三星很不重视安全，你还继续用三星产品吗？

近日，三星安全管理桌面应用中被发现了数个安全漏洞。这些软件是由三星的子公司HanwhaTechwin Europe开发和维护的。

在1.3版本中，研究者能够通过精心构造PUT和MOVE请求从客户端发送给服务端，不需要任何交互，便可以获得远程代码执行的系统权限。CVSS评分10.0分。

不久之后开发的1.4版本中，试图通过绑定ActiveMQ服务到本地的方式修复这个漏洞。但是这个版本依然有远程代码执行漏洞，攻击向量变成服务端发送给客户端，这让客户端会受到PUT和MOVE请求的攻击。CVSS依然能打到6.9分。

在最新版本1.5中，依然存在漏洞。供应商和第三方也没有公布任何修复建议和漏洞细节，我觉得是该向大家公布细节了。

漏洞发现时间线

1.5以及之前的版本，包含另外两个远程代码执行0day，目前仍然还没有修复。

时间线：

25/07/2016 — 我向 Hanwha (secure.cctv@hanwha.com) 和 ICS-CERT (ics-cert@dhs.gov)报告了这个漏洞。
27/07/2016 — Hanwha 答复他们无法复现这个问题。
28/07/2016 —我重新发送最初的报告，并深入解释原因在于安装的初始配置做的不好。
31/07/2016 — Hanwha 再次回复运行了多个POC之后“没有什么事发生”。
01/08/2016 — Hanwha 确认PUT和MOVE漏洞在1.5版本中已经解决了。
08/08/2016 — 我直接给ICS-CERT发送邮件请求帮助并转发了Hanwha处理的过程。
08/08/2016 — Hanwha阐明他们已经把问题转发给一个开发了。
08/08/2016 — 我邮件询问Hanwha更新状态，希望他们尽快修复。
18/08/2016 —  Hanwha或ICS-CERT没有任何回复。
21/08/2016 — 我通知Hanwha我打算公开这个0day漏洞的细节。
22/08/2016 — 完全公开。

由于这些漏洞都没有补丁修复，所以我不打算公布太多细节。

关于三星安全管理ActiveMQ代理服务PUT/MOVE远程代码执行漏洞，是因为本地部署的Apache HTTP服务没有实施CORS策略，而浏览器（如Chrome，IE/Edge和火狐）的默认设置会拒绝本地边界接口请求。
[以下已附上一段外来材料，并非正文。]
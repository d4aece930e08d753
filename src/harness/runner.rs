//! Case registry and sequential execution.

use std::any::Any;
use std::fmt;
use std::future::Future;
use std::pin::Pin;
use std::sync::Arc;
use std::time::{Duration, Instant};

use crate::error::{Result, SmokeError};

use super::category::Category;
use super::outcome::{Check, TestOutcome};
use super::result_set::ResultSet;

/// Boxed future returned by a test body.
pub type CaseFuture = Pin<Box<dyn Future<Output = Result<Check>> + Send + 'static>>;

type CaseFn = Arc<dyn Fn() -> CaseFuture + Send + Sync>;

type Observer = Box<dyn FnMut(&CaseEvent<'_>) + Send>;

/// A registered unit of verification.
pub struct TestCase {
    category: Category,
    name: String,
    timeout: Option<Duration>,
    body: CaseFn,
}

impl TestCase {
    /// Create a case from an async body
    pub fn new<F, Fut>(category: impl Into<Category>, name: impl Into<String>, body: F) -> Self
    where
        F: Fn() -> Fut + Send + Sync + 'static,
        Fut: Future<Output = Result<Check>> + Send + 'static,
    {
        Self {
            category: category.into(),
            name: name.into(),
            timeout: None,
            body: Arc::new(move || Box::pin(body())),
        }
    }

    /// Override the harness default timeout for this case
    pub fn with_timeout(mut self, timeout: Duration) -> Self {
        self.timeout = Some(timeout);
        self
    }

    /// Category
    pub fn category(&self) -> &Category {
        &self.category
    }

    /// Name
    pub fn name(&self) -> &str {
        &self.name
    }

    /// Explicit timeout, if any
    pub fn timeout(&self) -> Option<Duration> {
        self.timeout
    }
}

impl fmt::Debug for TestCase {
    fn fmt(&self, f: &mut fmt::Formatter<'_>) -> fmt::Result {
        f.debug_struct("TestCase")
            .field("category", &self.category)
            .field("name", &self.name)
            .field("timeout", &self.timeout)
            .finish_non_exhaustive()
    }
}

/// Progress notification emitted while running.
#[derive(Debug)]
pub enum CaseEvent<'a> {
    /// A case moved from pending to running
    Started {
        /// 1-based position in the run
        index: usize,
        /// Number of registered cases
        total: usize,
        /// Case category
        category: &'a Category,
        /// Case name
        name: &'a str,
    },
    /// A case reached a terminal state
    Finished {
        /// 1-based position in the run
        index: usize,
        /// Number of registered cases
        total: usize,
        /// Case category
        category: &'a Category,
        /// Recorded outcome
        outcome: &'a TestOutcome,
    },
}

/// Ordered registry of test cases.
pub struct Harness {
    cases: Vec<TestCase>,
    default_timeout: Duration,
    observers: Vec<Observer>,
}

impl Default for Harness {
    fn default() -> Self {
        Self::new()
    }
}

impl Harness {
    /// Timeout applied to cases without their own
    pub const DEFAULT_TIMEOUT: Duration = Duration::from_secs(30);

    /// Empty harness with the default timeout
    pub fn new() -> Self {
        Self {
            cases: Vec::new(),
            default_timeout: Self::DEFAULT_TIMEOUT,
            observers: Vec::new(),
        }
    }

    /// Set the default per-case timeout
    pub fn with_default_timeout(mut self, timeout: Duration) -> Self {
        self.default_timeout = timeout;
        self
    }

    /// Register an async body under `category`/`name`
    pub fn register<F, Fut>(
        &mut self,
        category: impl Into<Category>,
        name: impl Into<String>,
        body: F,
    ) -> Result<()>
    where
        F: Fn() -> Fut + Send + Sync + 'static,
        Fut: Future<Output = Result<Check>> + Send + 'static,
    {
        self.register_case(TestCase::new(category, name, body))
    }

    /// Register a prepared case; names are unique within a category
    pub fn register_case(&mut self, case: TestCase) -> Result<()> {
        let duplicate = self
            .cases
            .iter()
            .any(|c| c.category == case.category && c.name == case.name);
        if duplicate {
            return Err(SmokeError::DuplicateCase {
                category: case.category.to_string(),
                name: case.name,
            });
        }

        self.cases.push(case);
        Ok(())
    }

    /// Register an observer of case transitions
    pub fn on_event(&mut self, observer: impl FnMut(&CaseEvent<'_>) + Send + 'static) {
        self.observers.push(Box::new(observer));
    }

    /// Registered cases, in order
    pub fn cases(&self) -> &[TestCase] {
        &self.cases
    }

    /// Number of registered cases
    pub fn len(&self) -> usize {
        self.cases.len()
    }

    /// No cases registered
    pub fn is_empty(&self) -> bool {
        self.cases.is_empty()
    }

    /// Run every case in registration order and collect the results.
    ///
    /// Never fails: every problem inside a case becomes a failing outcome.
    /// Must be called within a Tokio runtime.
    pub async fn run_all(mut self) -> ResultSet {
        let total = self.cases.len();
        let mut results = ResultSet::new();

        tracing::info!("running {} test cases", total);

        let cases = std::mem::take(&mut self.cases);
        for (i, case) in cases.iter().enumerate() {
            let index = i + 1;
            self.emit(&CaseEvent::Started {
                index,
                total,
                category: &case.category,
                name: &case.name,
            });

            let timeout = case.timeout.unwrap_or(self.default_timeout);
            let start = Instant::now();
            let check = execute(case, timeout).await;
            let outcome = TestOutcome::from_check(&case.name, check, start.elapsed());

            if outcome.success {
                tracing::debug!("[{}/{}] {} passed", index, total, case.name);
            } else {
                tracing::warn!("[{}/{}] {} failed: {}", index, total, case.name, outcome.message);
            }

            self.emit(&CaseEvent::Finished {
                index,
                total,
                category: &case.category,
                outcome: &outcome,
            });
            results.push(&case.category, outcome);
        }

        results
    }

    fn emit(&mut self, event: &CaseEvent<'_>) {
        for observer in &mut self.observers {
            observer(event);
        }
    }
}

/// Run one body in its own task so panics and timeouts stay contained.
async fn execute(case: &TestCase, timeout: Duration) -> Check {
    let handle = tokio::spawn((case.body)());
    let abort = handle.abort_handle();

    match tokio::time::timeout(timeout, handle).await {
        Ok(Ok(Ok(check))) => check,
        Ok(Ok(Err(err))) => Check::fail(format!("Exception: {err}")),
        Ok(Err(join_err)) if join_err.is_panic() => {
            let message = panic_message(join_err.into_panic());
            tracing::error!("test case '{}' panicked: {}", case.name, message);
            Check::fail(format!("Panicked: {message}"))
        },
        Ok(Err(join_err)) => Check::fail(format!("Cancelled: {join_err}")),
        Err(_) => {
            abort.abort();
            Check::fail(format!("Timed out after {}s", format_secs(timeout)))
        },
    }
}

/// Seconds with at most millisecond precision and no trailing zeros.
fn format_secs(duration: Duration) -> String {
    let text = format!("{:.3}", duration.as_secs_f64());
    text.trim_end_matches('0').trim_end_matches('.').to_string()
}

fn panic_message(payload: Box<dyn Any + Send>) -> String {
    if let Some(s) = payload.downcast_ref::<&str>() {
        (*s).to_string()
    } else if let Some(s) = payload.downcast_ref::<String>() {
        s.clone()
    } else {
        "unknown panic payload".to_string()
    }
}

#[cfg(test)]
mod tests {
    use std::sync::atomic::{AtomicUsize, Ordering};
    use std::sync::Mutex;

    use super::*;
    use crate::harness::{CaseState, Grade};
    use crate::probe::ProbeError;

    #[tokio::test]
    async fn test_single_passing_case() {
        let mut harness = Harness::new();
        harness
            .register("infra", "ok", || async { Ok(Check::pass("ok")) })
            .unwrap();

        let results = harness.run_all().await;
        let summary = results.summary();

        assert_eq!(summary.total, 1);
        assert_eq!(summary.passed, 1);
        assert_eq!(summary.success_rate, 100.0);
        assert_eq!(summary.grade, Grade::Excellent);
        assert_eq!(summary.grade.label(), "excellent");
    }

    #[test]
    fn test_duplicate_name_rejected_within_category() {
        let mut harness = Harness::new();
        harness
            .register("infra", "ping", || async { Ok(Check::pass("")) })
            .unwrap();

        let err = harness
            .register("infra", "ping", || async { Ok(Check::pass("")) })
            .unwrap_err();
        assert!(matches!(err, SmokeError::DuplicateCase { .. }));

        // Same name in another category is fine
        harness
            .register("security", "ping", || async { Ok(Check::pass("")) })
            .unwrap();
        assert_eq!(harness.len(), 2);
    }

    #[tokio::test]
    async fn test_error_panic_and_timeout_do_not_halt_run() {
        let mut harness = Harness::new();
        harness
            .register("c", "error", || async {
                Err(ProbeError::Connect("refused".into()).into())
            })
            .unwrap();
        harness
            .register("c", "panic", || async {
                if std::hint::black_box(true) {
                    panic!("boom");
                }
                Ok(Check::pass("unreachable"))
            })
            .unwrap();
        harness
            .register_case(
                TestCase::new("c", "slow", || async {
                    tokio::time::sleep(Duration::from_secs(10)).await;
                    Ok(Check::pass("too late"))
                })
                .with_timeout(Duration::from_millis(50)),
            )
            .unwrap();
        harness
            .register("c", "after", || async { Ok(Check::pass("still ran")) })
            .unwrap();

        let results = harness.run_all().await;
        let outcomes = results.get(&Category::new("c")).unwrap();

        assert_eq!(outcomes.len(), 4);
        assert!(outcomes[0].message.starts_with("Exception: "));
        assert!(outcomes[0].message.contains("refused"));
        assert_eq!(outcomes[1].message, "Panicked: boom");
        assert!(outcomes[2].message.starts_with("Timed out after"));
        assert!(outcomes[2].duration < Duration::from_secs(5));
        assert!(outcomes[3].success);
        assert_eq!(results.summary().passed, 1);
    }

    #[tokio::test]
    async fn test_registration_order_is_execution_order() {
        let order = Arc::new(Mutex::new(Vec::new()));
        let mut harness = Harness::new();

        for (category, name) in [("b", "1"), ("a", "2"), ("b", "3")] {
            let order = Arc::clone(&order);
            harness
                .register(category, name, move || {
                    let order = Arc::clone(&order);
                    async move {
                        order.lock().unwrap().push(name);
                        Ok(Check::pass(name))
                    }
                })
                .unwrap();
        }

        let results = harness.run_all().await;
        assert_eq!(*order.lock().unwrap(), ["1", "2", "3"]);

        let categories: Vec<_> = results.categories().map(|(c, _)| c.to_string()).collect();
        assert_eq!(categories, ["b", "a"]);
    }

    #[tokio::test]
    async fn test_events_follow_state_machine() {
        let events = Arc::new(Mutex::new(Vec::new()));
        let started = Arc::new(AtomicUsize::new(0));

        let mut harness = Harness::new();
        harness
            .register("x", "pass", || async { Ok(Check::pass("")) })
            .unwrap();
        harness
            .register("x", "fail", || async { Ok(Check::fail("")) })
            .unwrap();

        let sink = Arc::clone(&events);
        let counter = Arc::clone(&started);
        harness.on_event(move |event| match event {
            CaseEvent::Started { index, total, .. } => {
                counter.fetch_add(1, Ordering::SeqCst);
                sink.lock().unwrap().push((*index, *total, CaseState::Running));
            },
            CaseEvent::Finished { index, total, outcome, .. } => {
                sink.lock().unwrap().push((*index, *total, outcome.state()));
            },
        });

        harness.run_all().await;

        assert_eq!(started.load(Ordering::SeqCst), 2);
        assert_eq!(
            *events.lock().unwrap(),
            [
                (1, 2, CaseState::Running),
                (1, 2, CaseState::Passed),
                (2, 2, CaseState::Running),
                (2, 2, CaseState::Failed),
            ]
        );
    }

    #[tokio::test]
    async fn test_default_timeout_applies() {
        let mut harness = Harness::new().with_default_timeout(Duration::from_millis(20));
        harness
            .register("t", "hang", || async {
                std::future::pending::<()>().await;
                Ok(Check::pass(""))
            })
            .unwrap();

        let results = harness.run_all().await;
        let outcome = results.outcomes().next().unwrap();
        assert!(!outcome.success);
        assert_eq!(outcome.message, "Timed out after 0.02s");
    }

    #[test]
    fn test_format_secs_keeps_sub_second_precision() {
        assert_eq!(format_secs(Duration::from_millis(20)), "0.02");
        assert_eq!(format_secs(Duration::from_millis(300)), "0.3");
        assert_eq!(format_secs(Duration::from_millis(1)), "0.001");
        assert_eq!(format_secs(Duration::from_secs(30)), "30");
        assert_eq!(format_secs(Duration::from_millis(1500)), "1.5");
    }
}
本质上，任何本地客户端的攻击都会缓解。但是，由于XSS漏洞的存在我们可以利用它来获取本地脚本代码执行权限。这意味着我们可以绕过CORS保护发送PUT和MOVE请求来写入服务端代码到目标web-root来进行远程代码执行。ActiveMQ代理服务漏洞让这个方法称为可能。

漏洞利用详情

每个漏洞都能单独利用。注入JS代码之后，利用过程就很简单明了了。

下一部分，我们介绍一下Redis服务注入。这个安装部署了一个Redis服务没有配置密码。由于Redis服务不是一个HTTP服务，任何通过浏览器的HTTP请求都不被CORS策略限制。

这意味着任何浏览器都会允许HTTP请求发向Redis服务。由于Redis协议格式是明文的，会一行一行处理HTTP请求，直到获得能够解析的命令为止。

这个PoC利用简单的使用DBSAVE注入技术，将注入代码写入到服务，然后执行命令运行计算器。注入成功之后，攻击者可以通过4512端口直接访问HTTP服务。

最后我们介绍一个Apache Felix Gogo注入。这里安装部署的Apache Felix Gogo运行时服务没有配置密码。由于Apache Felix Gogo运行时服务不是HTTP服务，通过浏览器的HTTP请求不受CORS策略约束。

这意味着任何HTTP请求都能直接到达服务。与Redis服务相似，Gogo运行时服务使用明文命令，会一行一行处理请求，直到获得可以解析的命令为止。

以上三个漏洞，都是危险程度极高的漏洞，希望三星方面能够及时解决。